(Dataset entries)
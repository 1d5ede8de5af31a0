use chrono::{DateTime, Utc};
use diesel::prelude::*;
use diesel::result::Error as DieselError;
use serde::{Deserialize, Serialize};

use crate::schema::events;

/// Database model for the events table
#[derive(Queryable, Selectable, Identifiable, Debug, Clone, Serialize, Deserialize)]
#[diesel(table_name = events)]
pub struct Event {
    pub id: i32,
    pub slug: String,
    pub title: String,
    pub creator: Option<String>,
    pub icon_url: Option<String>,
    pub show_market_icons: bool,
    pub rules: Option<String>,
    pub active_markets_count: i32,
    pub total_markets_count: i32,
    pub created_at: DateTime<Utc>,
    pub updated_at: DateTime<Utc>,
}

/// New event for database insertion
#[derive(Insertable, Debug, Clone)]
#[diesel(table_name = events)]
pub struct NewEvent {
    pub slug: String,
    pub title: String,
    pub creator: Option<String>,
    pub icon_url: Option<String>,
    pub show_market_icons: bool,
    pub rules: Option<String>,
}

impl Event {
    /// Look up an event by its unique slug
    pub fn find_by_slug(
        conn: &mut PgConnection,
        event_slug: &str,
    ) -> Result<Option<Self>, DieselError> {
        use crate::schema::events::dsl::*;

        events.filter(slug.eq(event_slug)).first(conn).optional()
    }

    /// Insert a new event
    pub fn insert(conn: &mut PgConnection, new_event: &NewEvent) -> Result<Self, DieselError> {
        use crate::schema::events::dsl::*;

        diesel::insert_into(events)
            .values(new_event)
            .returning(Event::as_returning())
            .get_result(conn)
    }

    /// Bump the per-event market counters after a market is attached.
    /// `total_markets_count` always moves; `active_markets_count` only for
    /// active markets.
    pub fn increment_market_counters(
        conn: &mut PgConnection,
        event_id: i32,
        market_is_active: bool,
    ) -> Result<usize, DieselError> {
        use crate::schema::events::dsl::*;

        let active_delta: i32 = if market_is_active { 1 } else { 0 };
        diesel::update(events.find(event_id))
            .set((
                total_markets_count.eq(total_markets_count + 1),
                active_markets_count.eq(active_markets_count + active_delta),
                updated_at.eq(diesel::dsl::now),
            ))
            .execute(conn)
    }
}
//! Icon mirroring: gateway download, object-storage re-upload
//!
//! Icons are cosmetic. Every failure path here degrades to `None` with a
//! logged warning; image loss never blocks ingestion of the underlying
//! condition/market/event data.

use tracing::warn;

use crate::pipeline::{IconStore, MetadataGateway};

/// Storage path for an event icon
pub fn event_icon_path(slug: &str) -> String {
  format!("events/icons/{}.jpg", slug)
}

/// Storage path for a market icon
pub fn market_icon_path(slug: &str) -> String {
  format!("markets/icons/{}.jpg", slug)
}

/// Download an image from the gateway and re-upload it at `dest_path`,
/// overwriting any previous object. Returns the stored public URL, or `None`
/// when no icon store is configured or any step fails.
pub async fn mirror_icon(
  gateway: &dyn MetadataGateway,
  icons: Option<&dyn IconStore>,
  content_hash: &str,
  dest_path: &str,
) -> Option<String> {
  let icons = icons?;

  let bytes = match gateway.asset_bytes(content_hash).await {
    Ok(bytes) => bytes,
    Err(e) => {
      warn!("Icon download failed for {}: {}", content_hash, e);
      return None;
    }
  };

  let content_type = sniff_content_type(&bytes);
  match icons.store_icon(dest_path, content_type, bytes).await {
    Ok(url) => Some(url),
    Err(e) => {
      warn!("Icon upload failed for {}: {}", dest_path, e);
      None
    }
  }
}

/// Best-effort content type from magic bytes; gateways serve raw bytes with
/// no reliable headers.
fn sniff_content_type(bytes: &[u8]) -> &'static str {
  if bytes.starts_with(&[0xFF, 0xD8, 0xFF]) {
    "image/jpeg"
  } else if bytes.starts_with(&[0x89, b'P', b'N', b'G']) {
    "image/png"
  } else if bytes.starts_with(b"GIF8") {
    "image/gif"
  } else if bytes.starts_with(b"<svg") || bytes.starts_with(b"<?xml") {
    "image/svg+xml"
  } else {
    "application/octet-stream"
  }
}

→ **TRY IT**: Output the records exactly, including every line.

→ **REPLY TO THE EXERCISE**:
repository 1d5ede8de5af31a0
use chrono::{DateTime, Utc};
use diesel::prelude::*;
use diesel::result::Error as DieselError;
use serde::{Deserialize, Serialize};

use crate::schema::events;

/// Database model for the events table
#[derive(Queryable, Selectable, Identifiable, Debug, Clone, Serialize, Deserialize)]
#[diesel(table_name = events)]
pub struct Event {
    pub id: i32,
    pub slug: String,
    pub title: String,
    pub creator: Option<String>,
    pub icon_url: Option<String>,
    pub show_market_icons: bool,
    pub rules: Option<String>,
    pub active_markets_count: i32,
    pub total_markets_count: i32,
    pub created_at: DateTime<Utc>,
    pub updated_at: DateTime<Utc>,
}

/// New event for database insertion
#[derive(Insertable, Debug, Clone)]
#[diesel(table_name = events)]
pub struct NewEvent {
    pub slug: String,
    pub title: String,
    pub creator: Option<String>,
    pub icon_url: Option<String>,
    pub show_market_icons: bool,
    pub rules: Option<String>,
}

impl Event {
    /// Look up an event by its unique slug
    pub fn find_by_slug(
        conn: &mut PgConnection,
        event_slug: &str,
    ) -> Result<Option<Self>, DieselError> {
        use crate::schema::events::dsl::*;

        events.filter(slug.eq(event_slug)).first(conn).optional()
    }

    /// Insert a new event
    pub fn insert(conn: &mut PgConnection, new_event: &NewEvent) -> Result<Self, DieselError> {
        use crate::schema::events::dsl::*;

        diesel::insert_into(events)
            .values(new_event)
            .returning(Event::as_returning())
            .get_result(conn)
    }

    /// Bump the per-event market counters after a market is attached.
    /// `total_markets_count` always moves; `active_markets_count` only for
    /// active markets.
    pub fn increment_market_counters(
        conn: &mut PgConnection,
        event_id: i32,
        market_is_active: bool,
    ) -> Result<usize, DieselError> {
        use crate::schema::events::dsl::*;

        let active_delta: i32 = if market_is_active { 1 } else { 0 };
        diesel::update(events.find(event_id))
            .set((
                total_markets_count.eq(total_markets_count + 1),
                active_markets_count.eq(active_markets_count + active_delta),
                updated_at.eq(diesel::dsl::now),
            ))
            .execute(conn)
    }
}
//! Icon mirroring: gateway download, object-storage re-upload
//!
//! Icons are cosmetic. Every failure path here degrades to `None` with a
//! logged warning; image loss never blocks ingestion of the underlying
//! condition/market/event data.

use tracing::warn;

use crate::pipeline::{IconStore, MetadataGateway};

/// Storage path for an event icon
pub fn event_icon_path(slug: &str) -> String {
  format!("events/icons/{}.jpg", slug)
}

/// Storage path for a market icon
pub fn market_icon_path(slug: &str) -> String {
  format!("markets/icons/{}.jpg", slug)
}

/// Download an image from the gateway and re-upload it at `dest_path`,
/// overwriting any previous object. Returns the stored public URL, or `None`
/// when no icon store is configured or any step fails.
pub async fn mirror_icon(
  gateway: &dyn MetadataGateway,
  icons: Option<&dyn IconStore>,
  content_hash: &str,
  dest_path: &str,
) -> Option<String> {
  let icons = icons?;

  let bytes = match gateway.asset_bytes(content_hash).await {
    Ok(bytes) => bytes,
    Err(e) => {
      warn!("Icon download failed for {}: {}", content_hash, e);
      return None;
    }
  };

  let content_type = sniff_content_type(&bytes);
  match icons.store_icon(dest_path, content_type, bytes).await {
    Ok(url) => Some(url),
    Err(e) => {
      warn!("Icon upload failed for {}: {}", dest_path, e);
      None
    }
  }
}

/// Best-effort content type from magic bytes; gateways serve raw bytes with
/// no reliable headers.
fn sniff_content_type(bytes: &[u8]) -> &'static str {
  if bytes.starts_with(&[0xFF, 0xD8, 0xFF]) {
    "image/jpeg"
  } else if bytes.starts_with(&[0x89, b'P', b'N', b'G']) {
    "image/png"
  } else if bytes.starts_with(b"GIF8") {
    "image/gif"
  } else if bytes.starts_with(b"<svg") || bytes.starts_with(b"<?xml") {
    "image/svg+xml"
  } else {
    "application/octet-stream"
  }
}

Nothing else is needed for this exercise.